The US Climate Finance Working Group’s recommended principles are to:

  • “Set science-based climate policy goals that align with the Paris Agreement” (based on the best available science and with a clear timeline set)
  • “Increase and strengthen U.S. international engagement” (on forums such as G20 and the Network for Greening and Financial System)
  • “Provide clear long-term policy signals that foster innovation in financial services” (to enable the development of new financial and environmental commodity products)
  • “Price carbon and leverage the power of markets”
  • “Minimize costs and support jobs in the transition” (utilizing mechanisms such as carbon offsets and via targeting job creation, especially in low-income communities)
  • “Foster international harmonization of taxonomies, data standards and metrics” (to support sound risk assessment and effective disclosure)
  • “Promote more robust climate disclosure and international standards” (allowing lenders and investors to effectively price and manage risk and allocate capital)
  • “Ensure climate-related financial regulation is risk-based” (without restricting finance to companies most in need of support for the transition)
  • “Build capacity on climate risk modeling and scenario analysis”
  • “Strengthen post-disaster recovery, risk mitigation and adaptation”

The working group also further stressed the need for better climate disclosure and convergence towards an international disclosure standard to effectively mitigate climate risk and allocate capital from the financial services industry. The working group noted that progress has been made through voluntary environmental, social, and governance (ESG) disclosure initiatives; however, in its view, further improvements to climate disclosure are still needed so that lenders and investors can effectively price risk, manage risk, and allocate capital to achieve desired financial returns.

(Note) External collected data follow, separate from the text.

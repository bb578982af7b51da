//! # Demo Store Seeder
//!
//! Populates a database with a small West African grocery for development
//! and demos.
//!
//! ## Usage
//! ```bash
//! # Seed the database from BOUTIK_DB_PATH (default ./boutik.db)
//! cargo run -p boutik-db --bin seed
//!
//! # Specify database path
//! cargo run -p boutik-db --bin seed -- --db ./data/demo.db
//! ```
//!
//! ## What Gets Created
//! - Store settings (currency from `BOUTIK_CURRENCY`)
//! - Three categories and one supplier
//! - A dozen products with cost prices and opening stock
//! - Two customers, one carrying a credit balance
//! - A handful of sales (cash, mobile money, credit) and one repayment
//! - Two expenses, the plan catalog and a trial subscription
//!
//! Nothing is written when the tenant already has products.

use std::env;

use boutik_core::settlement::{CheckoutLine, CheckoutRequest, PaymentRequest};
use boutik_core::{
    CategoryType, Money, NewCategory, NewCustomer, NewExpense, NewProduct, NewSupplier,
    PaymentMethod, Product, StoreSettings, SubscriptionPlan,
};
use boutik_db::{init_tracing, Database, StoreConfig};
use chrono::Utc;
use tracing::{info, warn};

/// (category index, name, sku, price, cost, opening stock)
const PRODUCTS: &[(usize, &str, &str, i64, i64, i64)] = &[
    (0, "Riz parfumé 5kg", "EPI-RIZ-5", 4500, 3800, 40),
    (0, "Huile d'arachide 1L", "EPI-HUI-1", 1500, 1200, 25),
    (0, "Sucre en poudre 1kg", "EPI-SUC-1", 800, 650, 30),
    (0, "Lait concentré", "EPI-LAI-C", 600, 450, 48),
    (0, "Cube Maggi (boîte)", "EPI-MAG-B", 1250, 1000, 12),
    (0, "Sel iodé 500g", "EPI-SEL-5", 200, 120, 8),
    (1, "Eau minérale 1.5L", "BOI-EAU-15", 400, 300, 60),
    (1, "Bissap 50cl", "BOI-BIS-50", 300, 150, 24),
    (1, "Jus de gingembre 50cl", "BOI-GIN-50", 350, 180, 6),
    (2, "Savon de Marseille", "HYG-SAV-M", 250, 180, 50),
    (2, "Pâte dentifrice", "HYG-DEN-1", 700, 520, 15),
    (2, "Lessive 1kg", "HYG-LES-1", 1100, 900, 20),
];

const PLANS: &[(&str, &str, i64, i64)] = &[
    ("monthly", "Mensuel", 5_000, 30),
    ("quarterly", "Trimestriel", 13_500, 90),
    ("yearly", "Annuel", 50_000, 365),
];

#[tokio::main]
async fn main() -> Result<(), Box<dyn std::error::Error>> {
    init_tracing();

    let mut config = StoreConfig::load()?;

    let args: Vec<String> = env::args().collect();
    let mut i = 1;
    while i < args.len() {
        match args[i].as_str() {
            "--db" | "-d" => {
                if i + 1 < args.len() {
                    config.database_path = args[i + 1].clone().into();
                    i += 1;
                }
            }
            "--help" | "-h" => {
                println!("Boutik POS demo store seeder");
                println!();
                println!("Usage: seed [OPTIONS]");
                println!();
                println!("Options:");
                println!("  -d, --db <PATH>    Database file path (default: $BOUTIK_DB_PATH or ./boutik.db)");
                println!("  -h, --help         Show this help message");
                return Ok(());
            }
            other => warn!(arg = %other, "Ignoring unknown argument"),
        }
        i += 1;
    }

    info!(path = %config.database_path.display(), tenant = %config.tenant_id, "Seeding database");

    let db = Database::new(config.to_db_config())
        .await?
        .with_checkout_policy(config.checkout_policy());
    let tenant = config.tenant_id.as_str();

    let existing = db.products(tenant).count().await?;
    if existing > 0 {
        warn!(existing, "Tenant already has products, skipping seed");
        return Ok(());
    }

    // Store
    let settings = StoreSettings {
        store_name: "Boutique Chez Awa".to_string(),
        address: Some("Marché Dantokpa, Cotonou".to_string()),
        phone: Some("+229 97 12 34 56".to_string()),
        currency: config.currency,
        receipt_footer: Some("Merci et à bientôt !".to_string()),
        ..StoreSettings::default_for(tenant)
    };
    db.settings(tenant).save(&settings).await?;

    // Catalog
    let mut categories = Vec::new();
    for (name, color) in [("Épicerie", "#E67E22"), ("Boissons", "#3498DB"), ("Hygiène", "#2ECC71")] {
        let category = db
            .categories(tenant)
            .insert(&NewCategory {
                name: name.to_string(),
                color: Some(color.to_string()),
                category_type: CategoryType::Product,
                ..NewCategory::default()
            })
            .await?;
        categories.push(category);
    }

    let supplier = db
        .suppliers(tenant)
        .insert(&NewSupplier {
            name: "Grossiste Dantokpa".to_string(),
            contact_person: Some("Mme Adjovi".to_string()),
            phone: Some("+229 96 00 11 22".to_string()),
            ..NewSupplier::default()
        })
        .await?;

    let mut products: Vec<Product> = Vec::with_capacity(PRODUCTS.len());
    for (category, name, sku, price, cost, stock) in PRODUCTS {
        let product = db
            .products(tenant)
            .insert(&NewProduct {
                name: name.to_string(),
                sku: Some(sku.to_string()),
                category_id: Some(categories[*category].id.clone()),
                supplier_id: Some(supplier.id.clone()),
                price: Money::from_minor(*price),
                cost_price: Some(Money::from_minor(*cost)),
                stock_quantity: *stock,
                ..NewProduct::default()
            })
            .await?;
        products.push(product);
    }
    info!(count = products.len(), "Catalog created");

    // Customers
    let awa = db
        .customers(tenant)
        .insert(&NewCustomer {
            name: "Awa Koné".to_string(),
            phone: Some("+229 97 55 44 33".to_string()),
            credit_limit: Money::from_minor(50_000),
            ..NewCustomer::default()
        })
        .await?;
    db.customers(tenant)
        .insert(&NewCustomer {
            name: "Moussa Traoré".to_string(),
            phone: Some("+229 66 77 88 99".to_string()),
            ..NewCustomer::default()
        })
        .await?;

    // Sales
    let line = |index: usize, quantity: i64| CheckoutLine {
        product_id: products[index].id.clone(),
        unit_price: products[index].price,
        quantity,
    };

    let sales = db.sales(tenant);
    sales
        .record_sale(
            &CheckoutRequest::new(vec![line(0, 1), line(1, 2)], PaymentMethod::Cash)
                .with_tendered(Money::from_minor(10_000)),
        )
        .await?;
    sales
        .record_sale(&CheckoutRequest::new(
            vec![line(6, 6), line(9, 4)],
            PaymentMethod::MtnMoney,
        ))
        .await?;
    let credit = sales
        .record_sale(
            &CheckoutRequest::new(vec![line(0, 2), line(2, 3), line(11, 1)], PaymentMethod::Credit)
                .with_customer(awa.id.clone()),
        )
        .await?;

    let mut repayment = PaymentRequest::new(
        &credit.sale_id,
        Money::from_minor(5_000),
        PaymentMethod::OrangeMoney,
    );
    repayment.notes = Some("Premier versement".to_string());
    db.payments(tenant).apply_payment(&repayment).await?;

    // Expenses
    let today = Utc::now().date_naive();
    for (description, amount, category) in [("Transport marchandises", 2_500, "Transport"), ("Électricité", 7_000, "Charges")] {
        db.expenses(tenant)
            .insert(&NewExpense {
                date: today,
                description: description.to_string(),
                amount: Money::from_minor(amount),
                category: Some(category.to_string()),
                receipt_url: None,
            })
            .await?;
    }

    // Subscription
    for (id, name, price, days) in PLANS {
        db.plans()
            .upsert(&SubscriptionPlan {
                id: id.to_string(),
                name: name.to_string(),
                description: None,
                price: Money::from_minor(*price),
                duration_days: *days,
                features: vec!["pos".to_string(), "reports".to_string(), "credit".to_string()],
                is_active: true,
            })
            .await?;
    }
    if db.subscriptions(tenant).get().await?.is_none() {
        db.subscriptions(tenant).start_trial(None).await?;
    }

    let dashboard = db.reports(tenant).dashboard().await?;
    let awa = db.customers(tenant).reconcile_credit(&awa.id).await?;
    info!(
        sales = dashboard.today_sales_count,
        revenue = %config.currency.format(dashboard.today_sales),
        low_stock = dashboard.low_stock_count,
        awa_owes = %config.currency.format(awa.current_credit),
        "Seed complete"
    );

    db.close().await;
    Ok(())
}
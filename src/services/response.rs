//! HTTP response building helpers
//!
//! Keeps status codes and error bodies consistent across handlers.

use bytes::Bytes;
use http_body_util::Full;
use hyper::http::response::Builder;
use hyper::{header, Response, StatusCode};
use serde::Serialize;

use crate::error::BoardError;

/// Result type alias for handlers
pub type HandlerResult = Result<Response<Full<Bytes>>, BoardError>;

fn build(builder: Builder, body: impl Into<Bytes>) -> Response<Full<Bytes>> {
    builder.body(Full::new(body.into())).unwrap_or_else(|_| {
        let mut fallback = Response::new(Full::new(Bytes::new()));
        *fallback.status_mut() = StatusCode::INTERNAL_SERVER_ERROR;
        fallback
    })
}

/// Build a JSON response with the given status code
pub fn json_response<T: Serialize>(status: StatusCode, body: &T) -> Response<Full<Bytes>> {
    let json = serde_json::to_string(body).unwrap_or_else(|_| "{}".to_string());
    build(
        Response::builder()
            .status(status)
            .header(header::CONTENT_TYPE, "application/json"),
        json,
    )
}

/// Build a JSON response with 200 OK status
pub fn ok<T: Serialize>(body: &T) -> Response<Full<Bytes>> {
    json_response(StatusCode::OK, body)
}

/// Build a JSON response with 201 Created status
pub fn created<T: Serialize>(body: &T) -> Response<Full<Bytes>> {
    json_response(StatusCode::CREATED, body)
}

/// Build a 404 Not Found response with message
pub fn not_found(message: &str) -> Response<Full<Bytes>> {
    json_response(StatusCode::NOT_FOUND, &serde_json::json!({ "error": message }))
}

/// Build a 405 Method Not Allowed response
pub fn method_not_allowed() -> Response<Full<Bytes>> {
    json_response(
        StatusCode::METHOD_NOT_ALLOWED,
        &serde_json::json!({ "error": "Method not allowed" }),
    )
}

/// 303 redirect, as the browser form routes expect
pub fn see_other(location: &str) -> Response<Full<Bytes>> {
    build(
        Response::builder()
            .status(StatusCode::SEE_OTHER)
            .header(header::LOCATION, location),
        Bytes::new(),
    )
}

/// Downloadable attachment
pub fn attachment(content_type: &str, filename: &str, body: Vec<u8>) -> Response<Full<Bytes>> {
    build(
        Response::builder()
            .status(StatusCode::OK)
            .header(header::CONTENT_TYPE, content_type)
            .header(
                header::CONTENT_DISPOSITION,
                format!("attachment; filename=\"{}\"", filename),
            ),
        body,
    )
}

/// Map a BoardError to its HTTP status
pub fn status_for(error: &BoardError) -> StatusCode {
    match error {
        BoardError::Validation(_) => StatusCode::BAD_REQUEST,
        BoardError::NotFound(_) => StatusCode::NOT_FOUND,
        BoardError::Forbidden(_) => StatusCode::FORBIDDEN,
        BoardError::Json(_) => StatusCode::BAD_REQUEST,
        _ => StatusCode::INTERNAL_SERVER_ERROR,
    }
}

/// Convert a BoardError to an appropriate HTTP response
pub fn error_response(error: BoardError) -> Response<Full<Bytes>> {
    let message = match &error {
        BoardError::Validation(msg) | BoardError::NotFound(msg) | BoardError::Forbidden(msg) => {
            msg.clone()
        }
        _ => error.to_string(),
    };
    json_response(status_for(&error), &serde_json::json!({ "error": message }))
}

/// Wrap a service result into an HTTP response
pub fn from_result<T: Serialize>(result: Result<T, BoardError>) -> Response<Full<Bytes>> {
    match result {
        Ok(value) => ok(&value),
        Err(e) => error_response(e),
    }
}
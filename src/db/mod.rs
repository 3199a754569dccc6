//! SQLite database module for the feedback board
//!
//! ## Tables
//!
//! - `feedback` - Submitted questions with their voter set and derived count
//! - `identities` - Voter id to display name history
//! - `schema_migrations` - Applied schema versions
//!
//! A single connection sits behind a mutex. Every write goes through it, so
//! two votes on the same row can never interleave their read-modify-write.

pub mod feedback;
pub mod identities;
pub mod schema;

use std::path::Path;
use std::sync::{Mutex, MutexGuard};

use rusqlite::{params, Connection, Transaction, TransactionBehavior};
use serde::Serialize;
use tracing::{debug, info};

use crate::error::BoardError;

/// First 16 bytes of every SQLite database file
const SQLITE_HEADER: &[u8] = b"SQLite format 3\0";

/// SQLite database for feedback and identities
pub struct BoardDb {
    conn: Mutex<Connection>,
}

impl BoardDb {
    /// Open or create the database file
    pub fn open(db_path: &Path) -> Result<Self, BoardError> {
        info!("Opening SQLite database at {:?}", db_path);

        let conn = Connection::open(db_path)
            .map_err(|e| BoardError::db("Failed to open SQLite", e))?;

        conn.execute_batch("PRAGMA journal_mode=WAL; PRAGMA synchronous=NORMAL;")
            .map_err(|e| BoardError::db("Failed to set PRAGMA", e))?;

        Self::with_schema(conn)
    }

    /// Open an in-memory database (for testing)
    pub fn open_in_memory() -> Result<Self, BoardError> {
        debug!("Opening in-memory SQLite database");

        let conn = Connection::open_in_memory()
            .map_err(|e| BoardError::db("Failed to open in-memory SQLite", e))?;

        Self::with_schema(conn)
    }

    fn with_schema(mut conn: Connection) -> Result<Self, BoardError> {
        schema::init_schema(&mut conn)?;
        Ok(Self {
            conn: Mutex::new(conn),
        })
    }

    fn lock(&self) -> Result<MutexGuard<'_, Connection>, BoardError> {
        self.conn
            .lock()
            .map_err(|e| BoardError::Persistence(format!("Lock poisoned: {}", e)))
    }

    /// Run a read against the connection
    pub fn with_conn<F, T>(&self, f: F) -> Result<T, BoardError>
    where
        F: FnOnce(&Connection) -> Result<T, BoardError>,
    {
        let conn = self.lock()?;
        f(&conn)
    }

    /// Run `f` inside an IMMEDIATE transaction. Any error rolls back.
    pub fn with_transaction<F, T>(&self, f: F) -> Result<T, BoardError>
    where
        F: FnOnce(&Transaction<'_>) -> Result<T, BoardError>,
    {
        let mut conn = self.lock()?;
        let tx = conn
            .transaction_with_behavior(TransactionBehavior::Immediate)
            .map_err(|e| BoardError::db("Failed to start transaction", e))?;

        let value = f(&tx)?;

        tx.commit()
            .map_err(|e| BoardError::db("Failed to commit transaction", e))?;
        Ok(value)
    }

    /// Get database statistics
    pub fn stats(&self) -> Result<DbStats, BoardError> {
        self.with_conn(|conn| {
            Ok(DbStats {
                feedback_count: feedback::count_feedback(conn)?,
                voter_count: identities::count_voters(conn)?,
                schema_version: schema::current_version(conn)?,
            })
        })
    }

    /// Serialize the whole database into the bytes of a standalone SQLite file
    pub fn export_snapshot(&self) -> Result<Vec<u8>, BoardError> {
        let staging = tempfile::tempdir()?;
        let path = staging.path().join("snapshot.db");
        let target = path.to_string_lossy().to_string();

        self.with_conn(|conn| {
            conn.execute("VACUUM INTO ?", params![target])
                .map_err(|e| BoardError::db("Failed to write snapshot", e))?;
            Ok(())
        })?;

        let bytes = std::fs::read(&path)?;
        info!(bytes = bytes.len(), "Exported database snapshot");
        Ok(bytes)
    }

    /// Replace all feedback and identities with the contents of a snapshot.
    ///
    /// The snapshot is brought up to the current schema before its rows are
    /// copied, so files from older revisions import cleanly. On any error
    /// the current data is left as it was.
    pub fn import_snapshot(&self, bytes: &[u8]) -> Result<DbStats, BoardError> {
        if !bytes.starts_with(SQLITE_HEADER) {
            return Err(BoardError::Validation(
                "Uploaded file is not a SQLite database".to_string(),
            ));
        }

        let staging = tempfile::tempdir()?;
        let path = staging.path().join("incoming.db");
        std::fs::write(&path, bytes)?;

        {
            let mut incoming = Connection::open(&path)
                .map_err(|e| BoardError::db("Failed to open snapshot", e))?;
            schema::init_schema(&mut incoming)?;
        }

        let mut conn = self.lock()?;
        conn.execute(
            "ATTACH DATABASE ? AS incoming",
            params![path.to_string_lossy().to_string()],
        )
        .map_err(|e| BoardError::db("Failed to attach snapshot", e))?;

        let copied = copy_from_incoming(&mut conn);

        conn.execute("DETACH DATABASE incoming", [])
            .map_err(|e| BoardError::db("Failed to detach snapshot", e))?;

        let stats = copied?;
        info!(
            feedback = stats.feedback_count,
            voters = stats.voter_count,
            "Imported database snapshot"
        );
        Ok(stats)
    }
}

fn copy_from_incoming(conn: &mut Connection) -> Result<DbStats, BoardError> {
    let tx = conn
        .transaction_with_behavior(TransactionBehavior::Immediate)
        .map_err(|e| BoardError::db("Failed to start import transaction", e))?;

    tx.execute_batch(
        "DELETE FROM main.feedback;
         DELETE FROM main.identities;
         INSERT INTO main.feedback
             (id, question, description, name, votes, timestamp, upvoter_data, author_id, voter_ids)
         SELECT id, question, description, name, votes, timestamp, upvoter_data, author_id, voter_ids
         FROM incoming.feedback;
         INSERT INTO main.identities (voter_id, name, seen_seq)
         SELECT voter_id, name, seen_seq FROM incoming.identities;",
    )
    .map_err(|e| BoardError::db("Failed to copy snapshot rows", e))?;

    let stats = DbStats {
        feedback_count: feedback::count_feedback(&tx)?,
        voter_count: identities::count_voters(&tx)?,
        schema_version: schema::current_version(&tx)?,
    };

    tx.commit()
        .map_err(|e| BoardError::db("Failed to commit import", e))?;
    Ok(stats)
}

/// Database statistics
#[derive(Debug, Clone, PartialEq, Eq, Serialize)]
pub struct DbStats {
    pub feedback_count: u64,
    pub voter_count: u64,
    pub schema_version: u32,
}

// Re-exports
pub use feedback::{FeedbackRow, NewFeedback};
pub use identities::IdentityRow;

#[cfg(test)]
mod tests {
    use super::*;

    #[test]
    fn test_open_in_memory() {
        let db = BoardDb::open_in_memory().unwrap();
        let stats = db.stats().unwrap();
        assert_eq!(stats.feedback_count, 0);
        assert_eq!(stats.schema_version, schema::SCHEMA_VERSION);
    }

    #[test]
    fn test_transaction_rolls_back_on_error() {
        let db = BoardDb::open_in_memory().unwrap();
        let result: Result<(), BoardError> = db.with_transaction(|tx| {
            identities::upsert(tx, "a1", "Alice")?;
            Err(BoardError::Validation("abort".into()))
        });
        assert!(result.is_err());
        assert_eq!(db.stats().unwrap().voter_count, 0);
    }

    #[test]
    fn test_import_rejects_non_sqlite() {
        let db = BoardDb::open_in_memory().unwrap();
        let err = db.import_snapshot(b"id,question\n1,hi\n").unwrap_err();
        assert!(matches!(err, BoardError::Validation(_)));
    }

    #[test]
    fn test_snapshot_roundtrip_in_memory() {
        let source = BoardDb::open_in_memory().unwrap();
        source
            .with_conn(|conn| identities::upsert(conn, "a1", "Alice"))
            .unwrap();
        let bytes = source.export_snapshot().unwrap();
        assert!(bytes.starts_with(SQLITE_HEADER));

        let target = BoardDb::open_in_memory().unwrap();
        target
            .with_conn(|conn| identities::upsert(conn, "zz", "Zed"))
            .unwrap();
        let stats = target.import_snapshot(&bytes).unwrap();

        assert_eq!(stats.voter_count, 1);
        let name = target
            .with_conn(|conn| identities::get_current(conn, "a1"))
            .unwrap()
            .unwrap()
            .name;
        assert_eq!(name, "Alice");
        assert!(target
            .with_conn(|conn| identities::get_current(conn, "zz"))
            .unwrap()
            .is_none());
    }
}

The working group members emphasized that policy measures should be proportionate, risk-based, and informed by consultation and rigorous data-driven analysis. The group sees an important and clear distinction between requirements intended to mitigate potential risk to the financial system, and requirements intended to advance broader economic and social goals.

The working group also highlighted the global nature of climate risk and the interconnectedness of the financial system by further emphasizing the need for active US engagement in international climate policy discussions. Such involvement would allow the US to serve as an advocate for transparency in policymaking. Further, the US would be better positioned to promote solutions that are compatible with its highly sophisticated capital markets regime, as well as to help share international standards under development. The working group noted that the financial services industry aims to facilitate such engagement by working with the new administration and Congress to establish a shared vision for US climate policy.